Les journées et les nuits sont longues pour la narratrice. Tout lui pèse, son corps, les autres, la vie. Chaque geste est une souffrance, et sortir, voir des gens est une épreuve. Les journées se déroulent, sans but, rythmées seulement par les gestes simples de la vie quotidienne. La souffrance morale devient souffrance physique et la tentation de tout oublier dans l'alcool n'est jamais loin... Marina de van nous livre une description détaillée, clinique de l'état dépressif. Chaque geste est longuement décrit. L'écriture est dure, incisive, belle aussi, mais je ne suis jamais entrée dans l'histoire. Mais d'ailleurs y a-t-il une histoire?
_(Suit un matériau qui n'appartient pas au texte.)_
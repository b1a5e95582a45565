use anyhow::{Context, Result};
use autoclick::ManagerConfig;
use autoclick::discovery::{candidate_ports, probe_client, resolve_endpoint};
use autoclick_protocol::GetTargetsResult;
use autoclick_protocol::methods::GET_TARGETS;
use autoclick_runtime::{Connection, WebSocketTransport};
use colored::Colorize;
use serde_json::json;

/// Connects once and prints every target with its eligibility.
pub async fn execute(config: &ManagerConfig, all: bool) -> Result<()> {
	let client = probe_client(config.probe_timeout)?;
	let ports = candidate_ports(None, config.port, config.fallback_port);
	let (port, info) = resolve_endpoint(&client, &ports).await?;

	let parts = WebSocketTransport::connect(&info.web_socket_debugger_url)
		.await
		.with_context(|| format!("failed to open {}", info.web_socket_debugger_url))?;
	let (connection, _events) = Connection::open(parts, config.request_timeout);
	let listed = connection
		.request_typed::<GetTargetsResult>(GET_TARGETS, json!({}), None)
		.await;
	connection.close();
	let targets = listed.context("Target.getTargets failed")?.target_infos;

	println!(
		"{} {} on port {}",
		"browser".bold(),
		info.browser.as_deref().unwrap_or("unknown"),
		port.to_string().cyan()
	);

	let mut hidden = 0usize;
	for target in &targets {
		let eligible = config.targets.is_eligible(target);
		if !eligible && !all {
			hidden += 1;
			continue;
		}
		let marker = if eligible {
			format!("{:<6}", "attach").green().bold()
		} else {
			format!("{:<6}", "skip").dimmed()
		};
		let title = if target.title.is_empty() {
			"(untitled)"
		} else {
			target.title.as_str()
		};
		println!(
			"  {marker} {:<14} {} {}  {}",
			target.target_id.chars().take(12).collect::<String>(),
			format!("{:<10}", target.kind).yellow(),
			title,
			target.url.dimmed()
		);
	}

	if hidden > 0 {
		println!("  {} {hidden} ineligible target(s) hidden; pass --all to list them", "…".dimmed());
	}
	Ok(())
}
Je n'ai ressenti aucune empathie pour la narratrice, j'ai fini par me lasser et j'avoue avoir survolé la fin.
Intéressant pour connaitre la dépression de l'intérieur mais à lire seulement si on a un moral d'acier.
Marina de Van examine placidement les symptômes de cette chute et tient le registre de la douleur physique qui se déplace dans le corps, en écho au désarroi intérieur.